# [AIM OF THE TASK]
Whenever a line below holds the word "bool", count it; then give the total and nothing else.
--- MATERIAL SHOWN Enclosed Below ---
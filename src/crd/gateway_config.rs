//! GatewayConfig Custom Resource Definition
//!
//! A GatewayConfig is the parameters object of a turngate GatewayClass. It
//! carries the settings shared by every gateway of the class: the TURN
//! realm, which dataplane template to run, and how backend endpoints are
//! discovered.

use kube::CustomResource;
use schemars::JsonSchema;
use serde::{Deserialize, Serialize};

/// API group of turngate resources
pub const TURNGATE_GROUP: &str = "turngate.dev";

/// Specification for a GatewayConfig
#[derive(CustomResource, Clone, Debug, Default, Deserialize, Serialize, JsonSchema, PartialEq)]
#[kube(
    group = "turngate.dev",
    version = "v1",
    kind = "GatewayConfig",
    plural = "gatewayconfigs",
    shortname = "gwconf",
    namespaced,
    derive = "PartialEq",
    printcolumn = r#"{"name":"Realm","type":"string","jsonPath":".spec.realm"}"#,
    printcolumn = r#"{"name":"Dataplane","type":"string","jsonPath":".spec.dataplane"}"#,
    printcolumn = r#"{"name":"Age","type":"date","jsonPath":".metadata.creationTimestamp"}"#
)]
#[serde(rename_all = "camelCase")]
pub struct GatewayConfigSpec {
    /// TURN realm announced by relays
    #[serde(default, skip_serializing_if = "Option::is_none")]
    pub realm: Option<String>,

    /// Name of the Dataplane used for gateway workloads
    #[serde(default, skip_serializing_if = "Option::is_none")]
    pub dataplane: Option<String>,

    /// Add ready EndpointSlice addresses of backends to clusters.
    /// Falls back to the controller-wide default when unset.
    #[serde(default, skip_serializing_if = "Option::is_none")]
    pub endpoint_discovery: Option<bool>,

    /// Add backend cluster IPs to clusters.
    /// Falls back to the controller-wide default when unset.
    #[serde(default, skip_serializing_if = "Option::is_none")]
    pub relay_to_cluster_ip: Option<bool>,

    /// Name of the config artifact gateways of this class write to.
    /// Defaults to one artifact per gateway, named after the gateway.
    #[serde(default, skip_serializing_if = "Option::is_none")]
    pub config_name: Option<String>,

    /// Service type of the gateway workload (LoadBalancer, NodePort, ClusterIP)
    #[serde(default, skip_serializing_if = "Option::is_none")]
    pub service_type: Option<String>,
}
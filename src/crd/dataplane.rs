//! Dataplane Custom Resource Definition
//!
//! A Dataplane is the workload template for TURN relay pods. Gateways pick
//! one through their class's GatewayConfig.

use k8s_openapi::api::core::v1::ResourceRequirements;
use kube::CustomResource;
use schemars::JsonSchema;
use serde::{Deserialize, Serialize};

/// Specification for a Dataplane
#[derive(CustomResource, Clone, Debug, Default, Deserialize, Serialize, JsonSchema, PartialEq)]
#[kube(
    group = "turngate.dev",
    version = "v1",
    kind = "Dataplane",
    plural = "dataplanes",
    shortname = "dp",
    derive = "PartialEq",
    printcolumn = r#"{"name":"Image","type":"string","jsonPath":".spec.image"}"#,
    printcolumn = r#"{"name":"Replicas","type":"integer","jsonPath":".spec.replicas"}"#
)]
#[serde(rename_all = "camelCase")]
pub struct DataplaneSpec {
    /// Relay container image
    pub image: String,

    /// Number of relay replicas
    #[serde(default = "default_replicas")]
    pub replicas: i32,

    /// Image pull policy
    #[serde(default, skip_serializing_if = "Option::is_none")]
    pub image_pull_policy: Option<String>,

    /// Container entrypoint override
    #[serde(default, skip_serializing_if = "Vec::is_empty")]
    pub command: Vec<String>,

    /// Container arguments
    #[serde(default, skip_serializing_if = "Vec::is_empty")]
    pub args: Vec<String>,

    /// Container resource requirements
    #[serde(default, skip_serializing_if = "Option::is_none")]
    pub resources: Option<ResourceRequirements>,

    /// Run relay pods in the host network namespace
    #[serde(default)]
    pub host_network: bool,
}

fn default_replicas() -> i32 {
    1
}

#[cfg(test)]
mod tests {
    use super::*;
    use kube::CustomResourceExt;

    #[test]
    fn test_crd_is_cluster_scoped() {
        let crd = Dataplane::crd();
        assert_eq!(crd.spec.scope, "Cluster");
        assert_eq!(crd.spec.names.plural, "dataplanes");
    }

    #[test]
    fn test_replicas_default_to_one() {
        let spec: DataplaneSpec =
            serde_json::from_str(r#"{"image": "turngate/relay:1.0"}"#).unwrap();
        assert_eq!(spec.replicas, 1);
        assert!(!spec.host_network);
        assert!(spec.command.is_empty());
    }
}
--- End of Enclosed MATERIAL SHOWN ---
# [SOLUTION]
3